M. Gaudreault ne souhaite pas être directif sur la mécanique à adopter, qu’on parle d’un programme d’indemnisation, d’un congé de taxes ou d’un montant journalier.

« Il pourrait y avoir un agent de liaison qui a vraiment ses bottines sur le chantier. Une fois par semaine par exemple, il fait du porte-à-porte. C’est une façon active de communiquer sur le chantier. On établit une relation humaine avec les commerçants qui nous permet de devancer certains problèmes. »

Une autre idée constituerait à pénaliser les entrepreneurs qui terminent un chantier en retard et à récompenser ceux qui finissent en avance.

« Nous avons aussi discuté de la fiscalité et de la règlementation. J’ai soumis quelques idées, notamment la question des permis en ligne. Il y en a de plus en plus dans certaines municipalités pour les résidants. Pourquoi il n’y en aurait pas pour les PME? J’ai aussi parlé de la façon de communiquer l’information. Il faut intégrer un volet pour les PME sur le site internet. Quand on parle des permis municipaux, il n’y a pas de section pour vulgariser la règlementation. Au lieu de mettre 15 pages en version PDF et en langage du greffe, on peut mettre un résumé en une page, avec un croquis. On sauve du temps et des problèmes. »

Lussier ouvert

Le maire Steve Lussier a lui aussi qualifié la rencontre de positive. Il se dit ouvert à considérer une certaine forme de dédommagement pour les PME impactées par des travaux routiers. « Mais dans le cas de travaux majeurs, nous rencontrons toujours les marchands avant. J’ai récemment fait le tour de nos chantiers en voiture pour voir s’il y avait une problématique pour les commerces et ils étaient quand même faciles d’accès. M. Gaudrault me l’a dit aussi qu’il n’y avait pas beaucoup de plaintes à Sherbrooke. »

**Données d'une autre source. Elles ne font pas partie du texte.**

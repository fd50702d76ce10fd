//! Sources feeding a graph from iterators.

use crate::error::NodeError;
use crate::graph::Context;
use crate::heartbeat::{Always, HeartbeatPredicate, HeartbeatState};
use crate::metadata::{BASE_METADATA, NodeMetrics, OperatorDescriptor};
use crate::metrics;
use crate::node::{HeartbeatCapable, HeartbeatOrigin, Node, NodeId, Source, SourceStep};
use crate::record::{Tuple, TupleCursor};
use crate::time::{INFINITY, Payload, TemporalObject, Timestamp};
use parking_lot::Mutex;
use rand::rngs::StdRng;
use rand::{Rng, SeedableRng};
use std::iter::Peekable;
use tracing::{debug, trace, warn};

static CURSOR: OperatorDescriptor = OperatorDescriptor::new("cursor-source", BASE_METADATA);

type Cursor<P> = Peekable<Box<dyn Iterator<Item = TemporalObject<P>> + Send>>;

struct CursorState<P: Payload> {
  cursor: Cursor<P>,
  opened: bool,
  closed: bool,
  exhausted: bool,
  heartbeats_active: bool,
  last_heartbeat: Option<Timestamp>,
  predicate: Box<dyn HeartbeatPredicate>,
}

impl<P: Payload> CursorState<P> {
  /// Lower bound on the next element's start.
  fn next_start(&mut self) -> Timestamp {
    self.cursor.peek().map_or(INFINITY, TemporalObject::start)
  }

  fn heartbeat_due(&mut self, value: Timestamp) -> bool {
    if !self.heartbeats_active || value == INFINITY {
      return false;
    }
    if self.last_heartbeat.is_some_and(|last| value <= last) {
      return false;
    }
    let latest = [Some(value)];
    self.predicate.should_emit(&HeartbeatState {
      latest: &latest,
      min_timestamp: value,
      last_heartbeat: self.last_heartbeat,
    })
  }
}

/// Source emitting the elements of an iterator, one per step.
///
/// Starts must be non-decreasing. With heartbeats active, every emitted
/// element is followed by a heartbeat carrying the next element's start, and
/// heartbeats injected by a generator are forwarded capped at that start.
pub struct CursorSource<P: Payload> {
  name: String,
  state: Mutex<CursorState<P>>,
  metrics: NodeMetrics,
}

impl<P: Payload> CursorSource<P> {
  /// Creates a source over `elements`.
  pub fn new<I>(name: impl Into<String>, elements: I) -> Self
  where
    I: IntoIterator<Item = TemporalObject<P>>,
    I::IntoIter: Send + 'static,
  {
    let cursor: Box<dyn Iterator<Item = TemporalObject<P>> + Send> = Box::new(elements.into_iter());
    Self {
      name: name.into(),
      state: Mutex::new(CursorState {
        cursor: cursor.peekable(),
        opened: false,
        closed: false,
        exhausted: false,
        heartbeats_active: false,
        last_heartbeat: None,
        predicate: Box::new(Always),
      }),
      metrics: NodeMetrics::new(),
    }
  }

  /// Creates a source over a vector.
  pub fn from_vec(name: impl Into<String>, elements: Vec<TemporalObject<P>>) -> Self {
    Self::new(name, elements)
  }

  /// Creates a source of `count` point objects with seeded random gaps of at
  /// most `max_gap` between consecutive starts. `make` builds the payload of
  /// the `n`-th element.
  pub fn random(
    name: impl Into<String>,
    seed: u64,
    count: usize,
    max_gap: Timestamp,
    mut make: impl FnMut(&mut StdRng, usize) -> P + Send + 'static,
  ) -> Self {
    let mut rng = StdRng::seed_from_u64(seed);
    let mut now: Timestamp = 0;
    let elements = (0..count).map(move |index| {
      now = now.saturating_add(rng.gen_range(0..=max_gap));
      let payload = make(&mut rng, index);
      TemporalObject::point(payload, now)
    });
    Self::new(name, elements)
  }

  /// Sets whether heartbeats are emitted and forwarded.
  pub fn with_heartbeats(self, active: bool) -> Self {
    self.state.lock().heartbeats_active = active;
    self
  }

  /// Returns true once the iterator ran dry.
  pub fn is_exhausted(&self) -> bool {
    self.state.lock().exhausted
  }
}

impl CursorSource<Tuple> {
  /// Creates a source over a tuple cursor, reading validity from integer
  /// columns. Without `end_column` every tuple is a point object. Rows whose
  /// timestamps are missing or invalid are skipped.
  pub fn from_tuple_cursor(
    name: impl Into<String>,
    cursor: TupleCursor,
    start_column: usize,
    end_column: Option<usize>,
  ) -> Self {
    let elements = cursor.filter_map(move |tuple| {
      let start = tuple.timestamp(start_column)?;
      let element = match end_column {
        Some(column) => {
          let end = tuple.timestamp(column)?;
          TemporalObject::valid(tuple, start, end).ok()
        }
        None => Some(TemporalObject::point(tuple, start)),
      };
      if element.is_none() {
        warn!(start, "skipping tuple with an empty validity interval");
      }
      element
    });
    Self::new(name, elements)
  }
}

impl<P: Payload> Node<P> for CursorSource<P> {
  fn name(&self) -> &str {
    &self.name
  }

  fn descriptor(&self) -> &'static OperatorDescriptor {
    &CURSOR
  }

  fn metrics(&self) -> &NodeMetrics {
    &self.metrics
  }

  fn open(&self, node: NodeId) -> Result<(), NodeError> {
    let mut state = self.state.lock();
    if state.closed {
      return Err(NodeError::Closed(node));
    }
    state.opened = true;
    Ok(())
  }

  fn close(&self) {
    let mut state = self.state.lock();
    if !state.closed {
      state.closed = true;
      debug!(name = %self.name, "source closed");
    }
  }

  fn is_open(&self) -> bool {
    let state = self.state.lock();
    state.opened && !state.closed
  }

  fn is_closed(&self) -> bool {
    self.state.lock().closed
  }

  fn as_source(&self) -> Option<&dyn Source<P>> {
    Some(self)
  }

  fn as_heartbeat(&self) -> Option<&dyn HeartbeatCapable<P>> {
    Some(self)
  }
}

impl<P: Payload> Source<P> for CursorSource<P> {
  fn is_steppable(&self) -> bool {
    true
  }

  fn step(&self, ctx: &Context<'_, P>) -> Result<SourceStep, NodeError> {
    let node = ctx.node_id();
    let mut state = self.state.lock();
    if state.closed {
      return Err(NodeError::Closed(node));
    }
    if !state.opened {
      return Err(NodeError::NotOpen(node));
    }
    if state.exhausted {
      return Ok(SourceStep::Exhausted);
    }
    let Some(element) = state.cursor.next() else {
      state.exhausted = true;
      debug!(graph = %ctx.graph().name(), node = %node, name = %self.name, "source exhausted");
      ctx.signal_done();
      return Ok(SourceStep::Exhausted);
    };
    self.metrics.record_in();
    metrics::record_items_in(ctx.graph().name(), node, 1);
    ctx.transfer(element);
    let next = state.next_start();
    if state.heartbeat_due(next) {
      state.last_heartbeat = Some(next);
      ctx.transfer_heartbeat(next);
    }
    Ok(SourceStep::Emitted)
  }
}

impl<P: Payload> HeartbeatCapable<P> for CursorSource<P> {
  fn heartbeat(
    &self,
    ctx: &Context<'_, P>,
    timestamp: Timestamp,
    _origin: HeartbeatOrigin,
  ) -> Result<(), NodeError> {
    let mut state = self.state.lock();
    if state.closed {
      return Err(NodeError::Closed(ctx.node_id()));
    }
    if !state.opened || state.exhausted {
      return Ok(());
    }
    self.metrics.record_heartbeat_in();
    let value = timestamp.min(state.next_start());
    if state.heartbeat_due(value) {
      trace!("CursorSource::heartbeat(node={}, value={})", ctx.node_id(), value);
      state.last_heartbeat = Some(value);
      ctx.transfer_heartbeat(value);
    }
    Ok(())
  }

  fn set_heartbeats_active(&self, active: bool) {
    self.state.lock().heartbeats_active = active;
  }

  fn heartbeats_active(&self) -> bool {
    self.state.lock().heartbeats_active
  }

  fn set_heartbeat_predicate(&self, predicate: Box<dyn HeartbeatPredicate>) {
    self.state.lock().predicate = predicate;
  }

  fn min_timestamp(&self) -> Option<Timestamp> {
    let mut state = self.state.lock();
    if state.exhausted {
      return Some(INFINITY);
    }
    Some(state.next_start())
  }

  fn last_heartbeat(&self) -> Option<Timestamp> {
    self.state.lock().last_heartbeat
  }
}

M. Lussier se dit prêt à rencontrer les marchands pour trouver de meilleures façons de faire. Il retient aussi l’idée d’un agent de liaison. « J’ai trouvé l’idée très bonne. C’est celle que je retiens en premier. J’ai même mis une étoile à côté. Je tiens aussi fortement à ce que les commerçants reçoivent une lettre pour leur dire ce qui s’en vient. »

Enfin, l’obtention de permis en ligne pourrait être possible grâce au changement des systèmes informatiques de la Ville. Cette façon de faire serait déjà à l’étude.